1. [Santander Fast Compact Solution](https://www.kaggle.com/gpreda/santander-fast-compact-solution)

In [None]:
import warnings
import numpy as np
import pandas as pd
#import lightgbm as lgb
from sklearn import preprocessing
from sklearn.metrics import mean_squared_error
from sklearn.metrics import roc_auc_score
from sklearn.model_selection import StratifiedKFold
warnings.filterwarnings('ignore')

In [None]:
import seaborn as sns
sns.set()

In [None]:
import matplotlib.pyplot as plt


%matplotlib inline

In [None]:
train_df = pd.read_csv('input/train.csv')
test_df = pd.read_csv('input/test.csv')

In [None]:
train_df.describe()

Features
---
1. target, predicted feature
2. var_n, b=0, ...,199, 200 given features

In [None]:
target_feature=['target']
var_features=train_df.columns.tolist()[-200:]

In [None]:
def var_plot(df,m=0,n=3):
    df[var_features[m:n+1]].hist(figsize=[12,6])    

In [None]:
def box_plot(df,m=0,n=3):
    #visualizing the features w high positive correlation
    f, axes = plt.subplots(nrows=1, ncols=n-m+1, figsize=(12,6))

    #f.suptitle('Features With  Correlation', size=20)
    for i in range(m,n+1):
        sns.boxplot(x="target", y=var_features[i], data=df,ax=axes[i])
    

In [None]:
var_plot(train_df)

In [None]:
box_plot(train_df)

Each `var_n` seems to be distributed normally, but not standard normally.
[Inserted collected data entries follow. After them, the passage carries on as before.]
//! UseCase: 部屋の状態確認
//!
//! 入室を検討しているクライアントが、即時入室（ホストになる）か
//! 承認待ちになるかを事前に知るための読み取り操作。メンバーシップは
//! 一切変更しない。仕様上、部屋は最初の参照（状態確認または入室要求）
//! で作られるため、未知の部屋 ID はここで空の部屋になる。

use std::sync::Arc;

use crate::domain::{ConnectionId, MessagePusher, RoomDirectory, RoomId};

/// 部屋の状態確認のユースケース
pub struct CheckRoomStatusUseCase {
    /// RoomDirectory（部屋レジストリの抽象化）
    directory: Arc<dyn RoomDirectory>,
    /// MessagePusher（メッセージ通知の抽象化）
    message_pusher: Arc<dyn MessagePusher>,
}

impl CheckRoomStatusUseCase {
    /// 新しい CheckRoomStatusUseCase を作成
    pub fn new(directory: Arc<dyn RoomDirectory>, message_pusher: Arc<dyn MessagePusher>) -> Self {
        Self {
            directory,
            message_pusher,
        }
    }

    /// 部屋にホストがいるかを返す
    ///
    /// 初出の部屋 ID に対しては空の部屋を作る（ホスト不在として報告）。
    pub async fn execute(&self, room_id: &RoomId) -> bool {
        let shared = self.directory.get_or_create(room_id).await;
        let room = shared.lock().await;
        room.has_host()
    }

    /// 問い合わせ元へ room-status 応答を送る
    pub async fn reply_status(&self, requester: &ConnectionId, json: &str) {
        if let Err(e) = self.message_pusher.push_to(requester, json).await {
            tracing::warn!("Failed to reply room-status to '{}': {}", requester, e);
        }
    }
}
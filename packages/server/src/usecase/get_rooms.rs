//! UseCase: 部屋一覧の取得（検査 API 用）

use std::sync::Arc;

use crate::domain::{RoomDirectory, RoomId};

/// 部屋 1 つ分のサマリ
#[derive(Debug, Clone, PartialEq, Eq)]
pub struct RoomSummary {
    pub id: RoomId,
    pub member_count: usize,
    pub pending_count: usize,
    pub has_host: bool,
}

/// 部屋一覧取得のユースケース
pub struct GetRoomsUseCase {
    /// RoomDirectory（部屋レジストリの抽象化）
    directory: Arc<dyn RoomDirectory>,
}

impl GetRoomsUseCase {
    /// 新しい GetRoomsUseCase を作成
    pub fn new(directory: Arc<dyn RoomDirectory>) -> Self {
        Self { directory }
    }

    /// 登録されている全部屋のサマリを ID 順で返す
    pub async fn execute(&self) -> Vec<RoomSummary> {
        let mut summaries = Vec::new();
        for room_id in self.directory.room_ids().await {
            // 列挙とスナップショットの間に消えた部屋は黙って飛ばす
            let Some(shared) = self.directory.get(&room_id).await else {
                continue;
            };
            let room = shared.lock().await;
            summaries.push(RoomSummary {
                id: room_id,
                member_count: room.member_count(),
                pending_count: room.pending_count(),
                has_host: room.has_host(),
            });
        }
        summaries
    }
}
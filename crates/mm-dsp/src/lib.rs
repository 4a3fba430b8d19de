//! mm-dsp: Offline audio effect processors for Murmur
//!
//! Whole-buffer transforms over `mm_core::Signal`. Every entry point
//! validates its inputs eagerly and returns a freshly allocated output
//! signal; all filter state is call-local.
//!
//! ## Modules
//! - `difference` - generic difference-equation (FIR/IIR) filter
//! - `allpass` - first-order tunable all-pass plus derived low/high-pass and shelf filters
//! - `reverb` - four-line feedback delay network reverb

pub mod allpass;
pub mod difference;
pub mod reverb;
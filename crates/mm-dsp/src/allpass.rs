//! First-order tunable all-pass filter and the filters derived from it
//!
//! The all-pass leaves the magnitude response flat and only shifts phase,
//! crossing -90 degrees at the centre frequency. Low-pass, high-pass, and
//! shelf responses are built by mixing the all-pass output back against the
//! dry signal, so the numerically delicate part (the pole derivation) lives
//! in one place.

use std::f64::consts::PI;

use mm_core::{MurmurError, MurmurResult, Sample, Signal, db_to_amplitude};

/// Operating mode for the pole derivation
#[derive(Debug, Clone, Copy, PartialEq, Eq, Default)]
pub enum AllpassMode {
    /// Plain phase shifter; gain is ignored
    #[default]
    General,
    /// Pole placement for a low-shelf cut; requires negative gain
    LowShelfCut,
    /// Pole placement for a high-shelf cut; requires negative gain
    HighShelfCut,
}

fn check_frequency(fc: f64, fs: f64) -> MurmurResult<()> {
    if fs <= 0.0 || !fs.is_finite() {
        return Err(MurmurError::ParameterOutOfRange(format!(
            "sampling frequency must be positive, got {fs}"
        )));
    }
    let nyquist = fs / 2.0;
    if !(fc > 0.0 && fc < nyquist) {
        return Err(MurmurError::ParameterOutOfRange(format!(
            "centre frequency must lie in (0, {nyquist}), got {fc}"
        )));
    }
    Ok(())
}

/// Linear gain factor for the cut modes; non-negative gain has no stable pole
/// placement there.
fn cut_gain(mode: AllpassMode, gain_db: f64) -> MurmurResult<f64> {
    if gain_db >= 0.0 {
        return Err(MurmurError::InvalidMode(format!(
            "{mode:?} requires a negative gain, got {gain_db} dB"
        )));
    }
    Ok(db_to_amplitude(gain_db))
}

/// Derive the single pole coefficient. Input constraints keep |p| < 1.
fn pole(fc: f64, fs: f64, mode: AllpassMode, gain_db: f64) -> MurmurResult<Sample> {
    let t = (PI * fc / fs).tan();
    match mode {
        AllpassMode::General => Ok(2.0 / (t + 1.0) - 1.0),
        AllpassMode::LowShelfCut => {
            let c = cut_gain(mode, gain_db)?;
            Ok(2.0 * c / (t + c) - 1.0)
        }
        AllpassMode::HighShelfCut => {
            let c = cut_gain(mode, gain_db)?;
            Ok(2.0 / (c * t + 1.0) - 1.0)
        }
    }
}

/// First-order all-pass over a whole signal, zero initial state per channel:
/// `y[0] = p·x[0]`, then `y[n] = x[n-1] - p·x[n] + p·y[n-1]`.
pub fn allpass(
    input: &Signal,
    fc: f64,
    fs: f64,
    mode: AllpassMode,
    gain_db: f64,
) -> MurmurResult<Signal> {
    input.validate()?;
    check_frequency(fc, fs)?;
    let p = pole(fc, fs, mode, gain_db)?;
    log::debug!("allpass pole {p:.6} for fc {fc} Hz at fs {fs} Hz ({mode:?})");

    let mut channels = Vec::with_capacity(input.channels());
    for ch in 0..input.channels() {
        let x = input.channel(ch);
        let mut y = vec![0.0; x.len()];
        y[0] = p * x[0];
        for n in 1..x.len() {
            y[n] = x[n - 1] - p * x[n] + p * y[n - 1];
        }
        channels.push(y);
    }
    Ok(Signal::from_channels(channels))
}

/// Sample-wise combination of a dry signal with its all-pass image
fn mix(dry: &Signal, ap: &Signal, f: impl Fn(Sample, Sample) -> Sample) -> Signal {
    let channels = (0..dry.channels())
        .map(|ch| {
            dry.channel(ch)
                .iter()
                .zip(ap.channel(ch))
                .map(|(x, a)| f(*x, *a))
                .collect()
        })
        .collect();
    Signal::from_channels(channels)
}

/// First-order low-pass: `(x + allpass(x)) / 2`
pub fn low_pass1(input: &Signal, fc: f64, fs: f64) -> MurmurResult<Signal> {
    let ap = allpass(input, fc, fs, AllpassMode::General, 0.0)?;
    Ok(mix(input, &ap, |x, a| (x + a) / 2.0))
}

/// First-order high-pass: `(x - allpass(x)) / 2`
pub fn high_pass1(input: &Signal, fc: f64, fs: f64) -> MurmurResult<Signal> {
    let ap = allpass(input, fc, fs, AllpassMode::General, 0.0)?;
    Ok(mix(input, &ap, |x, a| (x - a) / 2.0))
}

/// First-order low shelf. A boost keeps the general pole; a cut flips to the
/// shelf-cut pole placement so the corner stays at `fc`.
pub fn low_shelf1(input: &Signal, fc: f64, fs: f64, gain_db: f64) -> MurmurResult<Signal> {
    let mode = if gain_db < 0.0 {
        AllpassMode::LowShelfCut
    } else {
        AllpassMode::General
    };
    let ap = allpass(input, fc, fs, mode, gain_db)?;
    let scale = db_to_amplitude(gain_db) - 1.0;
    Ok(mix(input, &ap, |x, a| scale * (x + a) / 2.0 + x))
}

/// First-order high shelf, symmetric to [`low_shelf1`]
pub fn high_shelf1(input: &Signal, fc: f64, fs: f64, gain_db: f64) -> MurmurResult<Signal> {
    let mode = if gain_db < 0.0 {
        AllpassMode::HighShelfCut
    } else {
        AllpassMode::General
    };
    let ap = allpass(input, fc, fs, mode, gain_db)?;
    let scale = db_to_amplitude(gain_db) - 1.0;
    Ok(mix(input, &ap, |x, a| scale * (x - a) / 2.0 + x))
}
Let's to convert them into same level by `sklearn.preprocessing`: 
1. scale:
- normalize
- MinMax,

In [None]:
def df_scale(df,kind='scale'):
    f_num=df.select_dtypes(include=[np.number]).columns.tolist()[-200:]
    if kind=='scale':
       df[f_num]=preprocessing.scale(df[f_num])
    if kind=='normalize':
       df[f_num]=preprocessing.normalize(df[f_num])
    if kind=='minmax':
       scaler=preprocessing.MinMaxScaler()
       #print( df[f_num].info())
       df[f_num]=scaler.fit_transform(df[f_num])
    return df

In [None]:
del df_s
train_df_s=df_scale(train_df,kind='scale')

In [None]:
var_plot(train_df_s)

In [None]:
box_plot(train_df_s)

In [None]:
test_df_s=df_scale(test_df,kind='scale')

In [None]:
var_plot(test_df_s)

Naive Bayes Scheme
---
Naïve Bayes is a simple, yet effective and commonly-used, machine learning classifier.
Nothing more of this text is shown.